# Poodle toe nails in show ring



## DreamAgility (Sep 2, 2013)

I see tht akc requires for creams and whites to have black or self colored nails. Self colored is white, correct? Dreamer has yellow/gold nails and another akc champion white male I know has the same color nails. Do people paint the nails black in the ring to make the dog more desirable to the judge? I was wondering if it was a common practice and if is was allowed.


----------



## N2Mischief (Dec 3, 2012)

I'm sure people do it, I don't think it is allowed. Just like chalking and dyeing aren't allowed but then if you don't do it, it is hard to compete with those who do.


----------



## DreamAgility (Sep 2, 2013)

I thought you could chalk, but you had to brush it out.

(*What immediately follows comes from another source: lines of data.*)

//! UDS transport collaborators
//!
//! The channel engine never interprets UDS payloads. It asks the transport
//! protocol manager for a message buffer once a diagnostic message's addresses
//! are known, fills it, and hands ownership back. Outbound messages travel the
//! opposite way and are confirmed through [`UdsTransportProtocolMgr::transmit_confirmation`].

pub mod mock;

use std::collections::HashMap;
use std::fmt;
use std::sync::Arc;

use crate::wire::FUNCTIONAL_ADDRESS_RANGE;

/// 16-bit diagnostic logical address
pub type Address = u16;

/// Channel identifier; equals the negotiated source address once routing is active
pub type ChannelId = u32;

/// Identifier of a transport handler instance towards the manager
pub type HandlerId = u8;

/// Channel id of a channel without routing activation
pub const UNREGISTERED_CHANNEL_ID: ChannelId = 0xFFFF_FFFF;

/// Maximum number of meta-info maps a message carries
pub const MAX_META_INFO: usize = 3;

/// Opaque key/value information attached to a message by upper layers
pub type MetaInfo = HashMap<String, String>;

/// Handler plus channel, unique across all transport handlers
#[derive(Debug, Clone, Copy, PartialEq, Eq, Hash)]
pub struct GlobalChannelId {
    pub handler_id: HandlerId,
    pub channel_id: ChannelId,
}

impl fmt::Display for GlobalChannelId {
    fn fmt(&self, f: &mut fmt::Formatter<'_>) -> fmt::Result {
        write!(f, "{}:0x{:04X}", self.handler_id, self.channel_id)
    }
}

#[derive(Debug, Clone, Copy, PartialEq, Eq, Hash)]
pub enum TargetAddressType {
    /// Single ECU
    Physical,
    /// Group of ECUs
    Functional,
}

impl TargetAddressType {
    pub fn from_target_address(target_address: Address) -> Self {
        if FUNCTIONAL_ADDRESS_RANGE.contains(&target_address) {
            Self::Functional
        } else {
            Self::Physical
        }
    }
}

/// Outcome of asking the manager for a message buffer
#[derive(Debug, Clone, Copy, PartialEq, Eq)]
pub enum IndicationResult {
    Ok,
    /// Manager cannot accept another message right now
    Busy,
    /// Message exceeds what the manager can buffer
    Overflow,
}

#[derive(Debug, Clone, Copy, PartialEq, Eq)]
pub enum TransmissionResult {
    TransmitOk,
    TransmitFailed,
}

/// A UDS message owned by the transport protocol manager
#[derive(Debug, Clone, PartialEq)]
pub struct UdsMessage {
    source_address: Address,
    target_address: Address,
    target_address_type: TargetAddressType,
    global_channel_id: GlobalChannelId,
    payload: Vec<u8>,
    meta_info: Vec<Arc<MetaInfo>>,
}

impl UdsMessage {
    pub fn new(
        source_address: Address,
        target_address: Address,
        target_address_type: TargetAddressType,
        global_channel_id: GlobalChannelId,
        payload: Vec<u8>,
    ) -> Self {
        Self {
            source_address,
            target_address,
            target_address_type,
            global_channel_id,
            payload,
            meta_info: Vec::new(),
        }
    }

    /// Message with a zeroed payload of `size` bytes, ready to be filled
    pub fn with_capacity(
        source_address: Address,
        target_address: Address,
        target_address_type: TargetAddressType,
        global_channel_id: GlobalChannelId,
        size: usize,
    ) -> Self {
        Self::new(
            source_address,
            target_address,
            target_address_type,
            global_channel_id,
            vec![0; size],
        )
    }

    pub fn source_address(&self) -> Address {
        self.source_address
    }

    pub fn target_address(&self) -> Address {
        self.target_address
    }

    pub fn target_address_type(&self) -> TargetAddressType {
        self.target_address_type
    }

    pub fn global_channel_id(&self) -> GlobalChannelId {
        self.global_channel_id
    }

    pub fn payload(&self) -> &[u8] {
        &self.payload
    }

    pub fn payload_mut(&mut self) -> &mut [u8] {
        &mut self.payload
    }

    pub fn meta_info(&self) -> &[Arc<MetaInfo>] {
        &self.meta_info
    }

    /// Attach meta info; returns false once [`MAX_META_INFO`] maps are attached
    pub fn add_meta_info(&mut self, meta_info: Arc<MetaInfo>) -> bool {
        if self.meta_info.len() >= MAX_META_INFO {
            return false;
        }
        self.meta_info.push(meta_info);
        true
    }
}

/// Transport protocol manager consuming and producing UDS messages
pub trait UdsTransportProtocolMgr: Send + Sync {
    /// Ask for a buffer of `size` payload bytes for an incoming message.
    ///
    /// Returning `Ok` without a message is treated like `Busy`.
    fn indicate_message(
        &self,
        source_address: Address,
        target_address: Address,
        target_address_type: TargetAddressType,
        global_channel_id: GlobalChannelId,
        size: usize,
        meta_info: Option<Arc<MetaInfo>>,
    ) -> (IndicationResult, Option<UdsMessage>);

    /// Reception of a previously indicated message was aborted
    fn notify_message_failure(&self, message: UdsMessage);

    /// A complete message was received
    fn handle_message(&self, message: UdsMessage);

    /// Result of an outbound transmission
    fn transmit_confirmation(&self, message: UdsMessage, result: TransmissionResult);

    /// A tester re-established routing on an existing channel
    fn channel_reestablished(&self, _global_channel_id: GlobalChannelId) {}

    /// The transport handler stopped and will not deliver further messages
    fn handler_stopped(&self, _handler_id: HandlerId) {}
}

I know it seems that a dog has black nails in the ring, and when you see it later on it has white. So they must paint them.


----------



## outwest (May 1, 2011)

It's okay for a white or cream to have self colored nails. I've never seen that penalized. I have seen a lot of things, but never painted nails. I wouldn't be surprised if people painted them, although there isn't any reason to.


----------



## DreamAgility (Sep 2, 2013)

hehe, I wonder if glittery pink nails would be penalized! That would be funny to see


----------



## NOLA Standards (Apr 11, 2010)

Nails in the ring are usually quite short.... faithful dremmeling (it's a verb - trust me!) is pretty important.

I think one of the very last things that would be noticed is the *color* of the nails. Maybe more of an overall impression of the foot.

Nice feet, bracelets will be up a bit to show them off.

Ugly/flat feet bracelets are left long to cover.



Tabatha
NOLA Standards


----------